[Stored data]
_ _ _ _
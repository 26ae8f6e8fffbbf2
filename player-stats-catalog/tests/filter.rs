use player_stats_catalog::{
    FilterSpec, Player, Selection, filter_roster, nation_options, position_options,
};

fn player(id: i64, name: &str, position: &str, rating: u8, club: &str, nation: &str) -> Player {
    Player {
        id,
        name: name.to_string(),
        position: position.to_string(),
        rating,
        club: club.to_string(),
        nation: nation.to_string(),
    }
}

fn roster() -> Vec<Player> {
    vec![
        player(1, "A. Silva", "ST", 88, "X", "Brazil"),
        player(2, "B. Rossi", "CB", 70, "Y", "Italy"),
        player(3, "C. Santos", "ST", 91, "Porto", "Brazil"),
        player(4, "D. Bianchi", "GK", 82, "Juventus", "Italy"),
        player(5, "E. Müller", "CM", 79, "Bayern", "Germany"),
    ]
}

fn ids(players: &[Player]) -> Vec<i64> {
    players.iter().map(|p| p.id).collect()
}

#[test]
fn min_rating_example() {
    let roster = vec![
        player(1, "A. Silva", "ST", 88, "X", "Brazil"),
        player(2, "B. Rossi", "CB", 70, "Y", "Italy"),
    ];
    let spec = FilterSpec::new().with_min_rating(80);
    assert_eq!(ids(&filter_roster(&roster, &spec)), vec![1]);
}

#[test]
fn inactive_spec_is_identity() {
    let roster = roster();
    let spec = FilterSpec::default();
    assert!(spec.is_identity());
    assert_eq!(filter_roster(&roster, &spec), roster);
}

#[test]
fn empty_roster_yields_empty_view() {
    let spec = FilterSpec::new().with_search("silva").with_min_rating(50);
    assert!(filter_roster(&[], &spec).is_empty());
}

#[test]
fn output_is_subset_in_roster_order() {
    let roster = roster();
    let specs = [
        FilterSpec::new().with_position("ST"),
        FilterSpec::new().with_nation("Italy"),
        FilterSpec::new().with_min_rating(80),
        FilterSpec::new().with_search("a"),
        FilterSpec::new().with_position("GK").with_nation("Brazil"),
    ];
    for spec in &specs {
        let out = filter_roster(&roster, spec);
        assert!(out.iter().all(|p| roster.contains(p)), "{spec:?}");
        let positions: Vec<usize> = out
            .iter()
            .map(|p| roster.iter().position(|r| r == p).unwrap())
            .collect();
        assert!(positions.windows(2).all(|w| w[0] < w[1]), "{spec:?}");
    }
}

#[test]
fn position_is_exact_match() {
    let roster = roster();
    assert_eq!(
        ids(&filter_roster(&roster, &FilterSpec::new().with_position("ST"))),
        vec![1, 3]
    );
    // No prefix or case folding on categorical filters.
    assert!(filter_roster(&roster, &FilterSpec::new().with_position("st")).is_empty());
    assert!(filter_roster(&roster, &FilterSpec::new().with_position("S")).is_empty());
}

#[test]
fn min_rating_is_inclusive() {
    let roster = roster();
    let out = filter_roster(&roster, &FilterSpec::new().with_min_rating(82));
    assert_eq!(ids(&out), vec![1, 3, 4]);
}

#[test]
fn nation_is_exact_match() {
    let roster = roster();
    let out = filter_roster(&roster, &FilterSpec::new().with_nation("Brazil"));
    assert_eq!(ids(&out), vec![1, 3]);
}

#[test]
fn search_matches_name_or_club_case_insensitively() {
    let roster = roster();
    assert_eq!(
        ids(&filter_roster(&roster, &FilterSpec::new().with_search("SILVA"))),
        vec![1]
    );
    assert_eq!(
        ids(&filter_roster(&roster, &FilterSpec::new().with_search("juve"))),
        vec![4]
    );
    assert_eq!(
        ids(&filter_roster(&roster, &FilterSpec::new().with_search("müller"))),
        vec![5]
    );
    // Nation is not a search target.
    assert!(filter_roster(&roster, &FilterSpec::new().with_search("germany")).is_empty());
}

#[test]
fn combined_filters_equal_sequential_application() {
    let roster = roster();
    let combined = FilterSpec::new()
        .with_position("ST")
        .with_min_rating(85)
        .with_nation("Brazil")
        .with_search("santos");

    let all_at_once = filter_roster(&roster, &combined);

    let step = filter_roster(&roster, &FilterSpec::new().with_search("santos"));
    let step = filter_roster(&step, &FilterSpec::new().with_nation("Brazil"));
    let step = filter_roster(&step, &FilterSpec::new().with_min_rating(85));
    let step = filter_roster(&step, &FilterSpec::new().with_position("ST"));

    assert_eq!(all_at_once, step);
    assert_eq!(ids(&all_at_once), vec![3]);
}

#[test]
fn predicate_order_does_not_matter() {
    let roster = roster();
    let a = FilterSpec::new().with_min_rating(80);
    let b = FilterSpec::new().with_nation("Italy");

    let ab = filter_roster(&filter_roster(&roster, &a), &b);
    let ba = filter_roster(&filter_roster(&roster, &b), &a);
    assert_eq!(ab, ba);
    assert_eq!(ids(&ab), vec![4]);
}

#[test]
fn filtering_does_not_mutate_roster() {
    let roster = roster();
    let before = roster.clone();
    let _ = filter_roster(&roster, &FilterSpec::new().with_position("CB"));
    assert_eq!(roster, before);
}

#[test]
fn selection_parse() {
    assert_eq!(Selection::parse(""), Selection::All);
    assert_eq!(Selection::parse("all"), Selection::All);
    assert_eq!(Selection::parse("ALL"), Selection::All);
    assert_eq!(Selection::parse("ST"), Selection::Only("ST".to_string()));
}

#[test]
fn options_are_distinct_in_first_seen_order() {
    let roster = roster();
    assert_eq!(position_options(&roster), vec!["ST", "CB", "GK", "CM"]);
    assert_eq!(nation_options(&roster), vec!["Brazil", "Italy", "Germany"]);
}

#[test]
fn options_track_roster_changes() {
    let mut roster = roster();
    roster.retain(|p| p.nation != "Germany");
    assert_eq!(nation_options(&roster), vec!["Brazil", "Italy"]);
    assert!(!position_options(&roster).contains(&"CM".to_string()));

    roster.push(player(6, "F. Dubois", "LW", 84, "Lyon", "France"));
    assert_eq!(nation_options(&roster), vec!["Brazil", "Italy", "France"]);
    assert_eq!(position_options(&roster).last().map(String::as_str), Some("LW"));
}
_ _ _ _
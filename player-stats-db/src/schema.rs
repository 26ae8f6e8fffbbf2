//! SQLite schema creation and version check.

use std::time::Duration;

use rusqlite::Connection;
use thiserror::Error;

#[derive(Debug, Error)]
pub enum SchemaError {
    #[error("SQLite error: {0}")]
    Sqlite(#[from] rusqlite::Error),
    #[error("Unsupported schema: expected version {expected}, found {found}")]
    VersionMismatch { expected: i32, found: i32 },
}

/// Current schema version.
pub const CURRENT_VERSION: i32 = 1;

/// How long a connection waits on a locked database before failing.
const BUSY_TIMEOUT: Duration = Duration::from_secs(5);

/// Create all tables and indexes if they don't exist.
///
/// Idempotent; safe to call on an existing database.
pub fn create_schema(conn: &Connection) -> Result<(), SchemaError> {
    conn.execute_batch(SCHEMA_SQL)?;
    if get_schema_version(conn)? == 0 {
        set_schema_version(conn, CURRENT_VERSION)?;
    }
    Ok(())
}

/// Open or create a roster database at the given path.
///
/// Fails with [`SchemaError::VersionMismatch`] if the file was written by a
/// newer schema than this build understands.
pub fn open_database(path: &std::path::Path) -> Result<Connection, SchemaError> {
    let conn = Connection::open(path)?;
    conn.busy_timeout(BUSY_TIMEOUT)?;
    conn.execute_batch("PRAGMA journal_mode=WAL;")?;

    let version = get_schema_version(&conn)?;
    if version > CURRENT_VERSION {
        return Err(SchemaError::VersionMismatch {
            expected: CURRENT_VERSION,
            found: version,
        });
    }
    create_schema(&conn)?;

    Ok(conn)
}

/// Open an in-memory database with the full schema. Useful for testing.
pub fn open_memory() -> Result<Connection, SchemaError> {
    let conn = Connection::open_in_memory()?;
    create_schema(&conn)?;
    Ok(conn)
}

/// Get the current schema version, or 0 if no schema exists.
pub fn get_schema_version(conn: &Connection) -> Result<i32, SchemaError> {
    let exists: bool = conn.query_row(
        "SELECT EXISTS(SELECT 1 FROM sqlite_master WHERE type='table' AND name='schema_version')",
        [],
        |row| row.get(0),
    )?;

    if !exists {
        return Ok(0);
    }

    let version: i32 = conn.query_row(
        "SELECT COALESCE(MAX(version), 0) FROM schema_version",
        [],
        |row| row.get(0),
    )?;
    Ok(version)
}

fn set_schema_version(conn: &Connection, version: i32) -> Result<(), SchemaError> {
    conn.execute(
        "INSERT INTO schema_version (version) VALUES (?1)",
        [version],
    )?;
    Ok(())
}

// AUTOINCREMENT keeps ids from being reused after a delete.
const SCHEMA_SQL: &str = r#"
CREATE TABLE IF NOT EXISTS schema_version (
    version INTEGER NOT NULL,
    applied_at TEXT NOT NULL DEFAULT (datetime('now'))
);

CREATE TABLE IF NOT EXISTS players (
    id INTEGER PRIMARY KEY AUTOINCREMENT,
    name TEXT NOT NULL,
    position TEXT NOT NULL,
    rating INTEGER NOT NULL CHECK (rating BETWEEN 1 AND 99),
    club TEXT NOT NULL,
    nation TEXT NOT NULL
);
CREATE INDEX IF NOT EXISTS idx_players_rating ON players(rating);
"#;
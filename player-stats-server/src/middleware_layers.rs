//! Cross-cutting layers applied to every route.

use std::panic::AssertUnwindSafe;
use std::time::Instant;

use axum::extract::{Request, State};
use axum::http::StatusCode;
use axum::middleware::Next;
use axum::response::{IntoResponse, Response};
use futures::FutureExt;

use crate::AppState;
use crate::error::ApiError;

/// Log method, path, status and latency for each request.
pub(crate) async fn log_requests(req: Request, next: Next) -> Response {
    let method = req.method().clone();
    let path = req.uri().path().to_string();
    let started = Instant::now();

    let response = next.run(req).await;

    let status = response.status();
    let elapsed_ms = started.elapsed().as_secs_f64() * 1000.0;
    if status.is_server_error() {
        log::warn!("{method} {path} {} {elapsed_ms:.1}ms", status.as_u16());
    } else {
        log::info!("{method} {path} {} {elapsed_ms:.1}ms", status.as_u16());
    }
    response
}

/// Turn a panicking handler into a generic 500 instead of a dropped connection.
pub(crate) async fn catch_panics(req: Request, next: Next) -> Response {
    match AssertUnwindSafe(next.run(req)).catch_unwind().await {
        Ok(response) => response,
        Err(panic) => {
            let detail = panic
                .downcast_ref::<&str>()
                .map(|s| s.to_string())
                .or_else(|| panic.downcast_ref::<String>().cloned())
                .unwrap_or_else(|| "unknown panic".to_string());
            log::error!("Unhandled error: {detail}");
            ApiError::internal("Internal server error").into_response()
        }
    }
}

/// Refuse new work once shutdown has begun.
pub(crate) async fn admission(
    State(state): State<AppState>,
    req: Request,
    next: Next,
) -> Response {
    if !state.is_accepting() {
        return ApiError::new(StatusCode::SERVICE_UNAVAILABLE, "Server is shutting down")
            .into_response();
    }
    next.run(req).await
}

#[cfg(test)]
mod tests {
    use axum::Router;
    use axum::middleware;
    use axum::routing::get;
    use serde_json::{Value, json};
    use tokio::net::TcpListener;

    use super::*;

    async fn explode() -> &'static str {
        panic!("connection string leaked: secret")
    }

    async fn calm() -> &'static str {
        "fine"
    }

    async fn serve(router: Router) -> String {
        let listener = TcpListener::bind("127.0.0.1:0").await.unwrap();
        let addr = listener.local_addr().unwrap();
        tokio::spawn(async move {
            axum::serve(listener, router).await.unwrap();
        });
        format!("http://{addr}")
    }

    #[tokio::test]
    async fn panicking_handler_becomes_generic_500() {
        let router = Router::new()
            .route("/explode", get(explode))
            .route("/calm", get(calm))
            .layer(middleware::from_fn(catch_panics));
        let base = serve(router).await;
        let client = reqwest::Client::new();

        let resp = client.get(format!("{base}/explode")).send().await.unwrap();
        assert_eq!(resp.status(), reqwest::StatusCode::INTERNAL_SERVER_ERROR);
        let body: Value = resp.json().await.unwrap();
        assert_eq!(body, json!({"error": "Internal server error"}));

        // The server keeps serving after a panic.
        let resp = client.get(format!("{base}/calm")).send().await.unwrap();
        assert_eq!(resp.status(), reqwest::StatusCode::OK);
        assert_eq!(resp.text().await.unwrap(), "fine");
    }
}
_ _ _ _
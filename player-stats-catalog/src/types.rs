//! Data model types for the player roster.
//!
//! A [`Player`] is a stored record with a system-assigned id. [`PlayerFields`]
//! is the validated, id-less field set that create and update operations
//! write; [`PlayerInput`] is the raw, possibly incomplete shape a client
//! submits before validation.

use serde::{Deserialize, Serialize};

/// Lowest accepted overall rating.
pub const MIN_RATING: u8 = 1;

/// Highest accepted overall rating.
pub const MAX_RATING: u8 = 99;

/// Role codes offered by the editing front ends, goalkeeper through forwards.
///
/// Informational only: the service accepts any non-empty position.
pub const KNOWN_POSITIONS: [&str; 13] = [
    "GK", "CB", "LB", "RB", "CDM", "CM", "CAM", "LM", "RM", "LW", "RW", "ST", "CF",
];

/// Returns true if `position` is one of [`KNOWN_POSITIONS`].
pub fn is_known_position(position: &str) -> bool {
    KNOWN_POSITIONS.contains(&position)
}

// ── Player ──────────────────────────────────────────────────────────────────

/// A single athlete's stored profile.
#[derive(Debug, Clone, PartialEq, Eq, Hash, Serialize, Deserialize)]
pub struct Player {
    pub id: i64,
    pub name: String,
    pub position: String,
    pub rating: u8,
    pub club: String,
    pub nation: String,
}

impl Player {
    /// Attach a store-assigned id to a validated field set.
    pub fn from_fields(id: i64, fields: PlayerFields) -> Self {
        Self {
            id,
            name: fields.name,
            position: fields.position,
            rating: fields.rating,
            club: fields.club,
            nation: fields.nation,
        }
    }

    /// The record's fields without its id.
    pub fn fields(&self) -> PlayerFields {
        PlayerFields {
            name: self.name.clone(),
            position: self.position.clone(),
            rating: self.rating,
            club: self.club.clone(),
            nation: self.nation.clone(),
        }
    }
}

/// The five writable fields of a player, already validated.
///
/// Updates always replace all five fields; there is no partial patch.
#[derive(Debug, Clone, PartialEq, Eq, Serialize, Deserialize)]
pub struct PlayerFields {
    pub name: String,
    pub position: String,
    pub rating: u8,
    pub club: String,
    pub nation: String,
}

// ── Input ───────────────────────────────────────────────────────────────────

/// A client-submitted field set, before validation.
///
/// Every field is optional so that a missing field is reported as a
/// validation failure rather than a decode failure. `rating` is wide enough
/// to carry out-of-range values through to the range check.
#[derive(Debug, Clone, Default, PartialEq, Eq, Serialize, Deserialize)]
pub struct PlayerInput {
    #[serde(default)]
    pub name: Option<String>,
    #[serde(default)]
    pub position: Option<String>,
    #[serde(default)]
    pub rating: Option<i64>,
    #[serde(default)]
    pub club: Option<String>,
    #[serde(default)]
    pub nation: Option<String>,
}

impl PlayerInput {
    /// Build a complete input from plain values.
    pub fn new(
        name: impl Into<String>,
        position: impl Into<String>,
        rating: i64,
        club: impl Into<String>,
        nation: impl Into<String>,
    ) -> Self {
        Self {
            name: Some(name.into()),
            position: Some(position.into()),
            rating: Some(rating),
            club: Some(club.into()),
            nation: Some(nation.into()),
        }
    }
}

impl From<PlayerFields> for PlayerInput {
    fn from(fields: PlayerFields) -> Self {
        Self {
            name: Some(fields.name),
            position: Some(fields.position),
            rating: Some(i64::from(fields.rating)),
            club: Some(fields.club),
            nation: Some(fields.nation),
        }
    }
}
_ _ _ _
YOUR INSTRUCTIONS — Which lines in the data above hold the string "five"? Show each one.

TASK ANSWER —
/// The five writable fields of a player, already validated.
/// Updates always replace all five fields; there is no partial patch.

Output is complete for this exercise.